Nope. They are generics, aka parametric polymorphism. And they fit perfectly within Go.

And generics aren't just for abstract data structures, there are other uses as well.

I think you've misunderstood what I said. For example here: https://golang.org/src/go/parser/parser.go you can clearly see how e.g. token.MAP is a special case.

    func (p *parser) tryIdentOrType() ast.Expr {
        ....
        case token.MAP:
            return p.parseMapType()
There is a special-cased function parseMapType() function in the Go parser. This isn't generic at all. I mean even the syntax (as in func foo(bar map[String]int) ...) does not seem to be generic at all.

Yes, you can use any type as keys and values.
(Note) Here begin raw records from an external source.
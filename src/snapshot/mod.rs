//! Heap snapshot sessions.
//!
//! [`HeapSnapshot`] is one fully-loaded snapshot: open it, ask it for
//! reports, drop it. Nothing is memoized between calls; every report
//! recomputes the retention tree and retained sizes from the immutable
//! graph, so repeated calls with the same arguments produce identical
//! output and independent calls cannot interfere.

pub mod schema;

use std::fs::File;
use std::io::{BufReader, Read};
use std::path::Path;

use chrono::{DateTime, Utc};
use log::{debug, info};

use crate::analysis::aggregate::{aggregate_types, filter_by_name, SortMode, TypeAggregate};
use crate::analysis::hotpath::{dominant_path, PathSegment};
use crate::analysis::retention::{retained_sizes, SpanningTree};
use crate::graph::ObjectGraph;
use crate::report::{Column, Report, Row, TreeNode, Value};
use crate::utils::config::{COL_COUNT, COL_INCLUSIVE, COL_REFERENCES, COL_SIZE, COL_TYPE};
use crate::utils::error::{ReportError, SnapshotError};

/// Optional metadata carried by a snapshot file
#[derive(Debug, Clone, Default)]
pub struct SnapshotMeta {
    pub captured_at: Option<DateTime<Utc>>,
    pub process: Option<String>,
}

/// Summary facts about a loaded snapshot, computed on demand
#[derive(Debug, Clone, PartialEq, Eq)]
pub struct SnapshotStats {
    /// Nodes in the file, reachable or not
    pub node_count: usize,
    /// Entries in the type table
    pub type_count: usize,
    /// Nodes reachable from the root, the root included
    pub reachable_nodes: usize,
    /// Bytes retained by the root, i.e. everything reachable
    pub reachable_bytes: u64,
}

/// A loaded heap snapshot ready to answer report requests.
#[derive(Debug)]
pub struct HeapSnapshot {
    graph: ObjectGraph,
    meta: SnapshotMeta,
}

impl HeapSnapshot {
    /// Open and fully load a snapshot file.
    ///
    /// Loading either succeeds completely or fails with a [`SnapshotError`];
    /// there is no partially-loaded state to observe.
    pub fn open(path: impl AsRef<Path>) -> Result<Self, SnapshotError> {
        let path = path.as_ref();
        info!("Loading heap snapshot: {}", path.display());
        let file = File::open(path)?;
        Self::from_reader(BufReader::new(file))
    }

    /// Load a snapshot from any reader producing the JSON document.
    pub fn from_reader(reader: impl Read) -> Result<Self, SnapshotError> {
        let file: schema::SnapshotFile = serde_json::from_reader(reader)?;
        let meta = SnapshotMeta {
            captured_at: file.captured_at,
            process: file.process.clone(),
        };
        let graph = file.into_graph()?;
        debug!(
            "loaded graph: {} nodes, {} types",
            graph.node_count(),
            graph.type_count()
        );
        Ok(Self { graph, meta })
    }

    /// Wrap an already-built object graph, e.g. one assembled in memory.
    pub fn from_graph(graph: ObjectGraph) -> Self {
        Self {
            graph,
            meta: SnapshotMeta::default(),
        }
    }

    pub fn graph(&self) -> &ObjectGraph {
        &self.graph
    }

    pub fn meta(&self) -> &SnapshotMeta {
        &self.meta
    }

    /// Top types ranked by retained (inclusive) size.
    pub fn top_by_inclusive_size(&self, rows: usize) -> Result<Report, ReportError> {
        self.top_report(rows, SortMode::InclusiveSize)
    }

    /// Top types ranked by shallow size.
    pub fn top_by_size(&self, rows: usize) -> Result<Report, ReportError> {
        self.top_report(rows, SortMode::Size)
    }

    /// Top types ranked by instance count.
    pub fn top_by_count(&self, rows: usize) -> Result<Report, ReportError> {
        self.top_report(rows, SortMode::Count)
    }

    /// The full inclusive-size-ranked table narrowed to type names containing
    /// `filter`, case-insensitively. Filtering never caps the row count; the
    /// caller decides how much of the result to show.
    pub fn by_name(&self, filter: &str) -> Result<Report, ReportError> {
        if filter.trim().is_empty() {
            return Err(ReportError::EmptyFilter);
        }
        let aggregates = filter_by_name(self.aggregate(SortMode::InclusiveSize), filter);
        Ok(table_report(aggregates))
    }

    /// The dominant reference chain keeping matching objects alive, as a
    /// tree report nested leaf-first. An empty tree means nothing matched.
    pub fn paths_to_root(&self, filter: &str) -> Result<Report, ReportError> {
        if filter.trim().is_empty() {
            return Err(ReportError::EmptyFilter);
        }
        let tree = SpanningTree::build(&self.graph);
        let chain = dominant_path(&self.graph, &tree, filter);
        Ok(tree_report(chain))
    }

    /// Node, type, and reachability counts for the loaded snapshot.
    pub fn stats(&self) -> SnapshotStats {
        let tree = SpanningTree::build(&self.graph);
        let retained = retained_sizes(&self.graph, &tree);
        SnapshotStats {
            node_count: self.graph.node_count(),
            type_count: self.graph.type_count(),
            reachable_nodes: tree.reached_count(),
            reachable_bytes: retained[self.graph.root() as usize],
        }
    }

    fn top_report(&self, rows: usize, mode: SortMode) -> Result<Report, ReportError> {
        if rows == 0 {
            return Err(ReportError::ZeroRows);
        }
        let mut aggregates = self.aggregate(mode);
        aggregates.truncate(rows);
        Ok(table_report(aggregates))
    }

    // Shared pipeline: retention tree, retained sizes, per-type aggregate.
    fn aggregate(&self, mode: SortMode) -> Vec<TypeAggregate> {
        let tree = SpanningTree::build(&self.graph);
        let retained = retained_sizes(&self.graph, &tree);
        aggregate_types(&self.graph, &tree, &retained, mode)
    }
}

fn table_report(aggregates: Vec<TypeAggregate>) -> Report {
    let columns = vec![
        Column::text(COL_TYPE),
        Column::numeric(COL_COUNT),
        Column::numeric(COL_SIZE),
        Column::numeric(COL_INCLUSIVE),
    ];
    let rows: Vec<Row> = aggregates
        .into_iter()
        .map(|aggregate| {
            vec![
                Value::Text(aggregate.name),
                Value::Number(aggregate.count),
                Value::Number(aggregate.size),
                Value::Number(aggregate.inclusive),
            ]
        })
        .collect();
    Report::table(columns, rows)
}

fn tree_report(chain: Vec<PathSegment>) -> Report {
    let columns = vec![Column::text(COL_TYPE), Column::numeric(COL_REFERENCES)];
    // The chain arrives leaf to root; nest it so the matched type is the
    // outermost line and each retainer indents one level deeper.
    let mut current: Option<TreeNode> = None;
    for segment in chain.into_iter().rev() {
        let mut node = TreeNode::new(segment.name, Some(segment.count));
        if let Some(inner) = current.take() {
            node.children.push(inner);
        }
        current = Some(node);
    }
    Report::tree(columns, current.into_iter().collect())
}
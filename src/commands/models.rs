use std::path::PathBuf;

use crate::utils::config::DEFAULT_REPORT_ROWS;

/// Arguments for the ranked table commands (`top`, `top-size`, `top-count`)
///
/// **Public** - used by main.rs to construct from CLI args
#[derive(Debug, Clone)]
pub struct TopArgs {
    /// Path to the heap snapshot file
    pub snapshot: PathBuf,

    /// Number of rows to include
    pub rows: usize,

    /// Output path for the markdown report (stdout if None)
    pub output: Option<PathBuf>,
}

impl Default for TopArgs {
    fn default() -> Self {
        Self {
            snapshot: PathBuf::from("heap.json"),
            rows: DEFAULT_REPORT_ROWS,
            output: None,
        }
    }
}

/// Arguments for the `filter` command
#[derive(Debug, Clone, Default)]
pub struct FilterArgs {
    /// Path to the heap snapshot file
    pub snapshot: PathBuf,

    /// Case-insensitive substring matched against type names
    pub name: String,

    /// Optional cap on the number of rows (None = all matches)
    pub rows: Option<usize>,

    /// Output path for the markdown report (stdout if None)
    pub output: Option<PathBuf>,
}

/// Arguments for the `roots` command
#[derive(Debug, Clone, Default)]
pub struct RootsArgs {
    /// Path to the heap snapshot file
    pub snapshot: PathBuf,

    /// Case-insensitive substring matched against type names
    pub name: String,

    /// Output path for the markdown report (stdout if None)
    pub output: Option<PathBuf>,
}
//! Retention-graph analysis engine.
//!
//! This module turns an object graph into the facts the reports are built
//! from:
//! - A single-parent retention tree over the reachable objects
//! - Per-object retained (inclusive) sizes
//! - Per-type aggregates under three ranking modes
//! - The dominant retention chain for a filtered set of objects

pub mod aggregate;
pub mod hotpath;
pub mod retention;

// Re-export main types and functions
pub use aggregate::{aggregate_types, filter_by_name, SortMode, TypeAggregate};
pub use hotpath::{dominant_path, is_pseudo_type, PathSegment};
pub use retention::{retained_sizes, SpanningTree};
But that's a far cry from an abstract system that lets the user define any parameterizable data type. And that's for good reason: By hardcoding just the most important parameterizable data types, the problems that an abstract system would bring can be avoided.

Yes, I'm aware that they're a special case. What I mean is that this is exactly what is traditionally called "generics" or "parametric polymorphism" in PL literature. Go's Map/Array/Slice called "predefined generic types" in some literature.